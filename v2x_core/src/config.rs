//! State index configuration.

use crate::error::{CoreError, Result};
use serde::{Deserialize, Serialize};
use std::ops::Range;
use v2x_env::PayloadLayout;

/// Configuration for one state index build.
///
/// Scene and agent ranges are half-open: `[start, end)`.
#[derive(Debug, Clone, PartialEq, Serialize, Deserialize)]
#[serde(default)]
pub struct IndexConfig {
    /// Catalog version tag (default: "v2.0")
    pub version: String,

    pub scene_start: usize,
    pub scene_end: usize,

    pub agent_start: u32,
    pub agent_end: u32,

    /// Sensor record filename to payload path mapping
    pub layout: PayloadLayout,
}

impl Default for IndexConfig {
    fn default() -> Self {
        Self {
            version: "v2.0".to_string(),
            scene_start: 0,
            scene_end: 1,
            agent_start: 0,
            agent_end: 6,
            layout: PayloadLayout::default(),
        }
    }
}

impl IndexConfig {
    /// Creates a configuration for the given ranges with default layout.
    pub fn new(scenes: Range<usize>, agents: Range<u32>) -> Self {
        Self {
            scene_start: scenes.start,
            scene_end: scenes.end,
            agent_start: agents.start,
            agent_end: agents.end,
            ..Default::default()
        }
    }

    pub fn scene_range(&self) -> Range<usize> {
        self.scene_start..self.scene_end
    }

    pub fn agent_range(&self) -> Range<u32> {
        self.agent_start..self.agent_end
    }

    /// Checks that both ranges are non-empty and the layout is usable.
    pub fn validate(&self) -> Result<()> {
        if self.scene_end <= self.scene_start {
            return Err(CoreError::config(format!(
                "scene range [{}, {}) is empty",
                self.scene_start, self.scene_end
            )));
        }
        if self.agent_end <= self.agent_start {
            return Err(CoreError::config(format!(
                "agent range [{}, {}) is empty",
                self.agent_start, self.agent_end
            )));
        }
        if self.layout.sweeps_dir.is_empty() {
            return Err(CoreError::config("payload layout sweeps_dir is empty"));
        }
        Ok(())
    }

    /// Checks the scene range against a catalog of `scene_count` scenes.
    pub fn validate_against(&self, scene_count: usize) -> Result<()> {
        self.validate()?;
        if self.scene_end > scene_count {
            return Err(CoreError::config(format!(
                "scene range [{}, {}) exceeds catalog of {} scenes",
                self.scene_start, self.scene_end, scene_count
            )));
        }
        Ok(())
    }
}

▶ [EXERCISE PROMPT] Filter the records above down to the lines containing "agents".

▶ [COMPLETED EXERCISE]
    pub fn new(scenes: Range<usize>, agents: Range<u32>) -> Self {
            agent_start: agents.start,
            agent_end: agents.end,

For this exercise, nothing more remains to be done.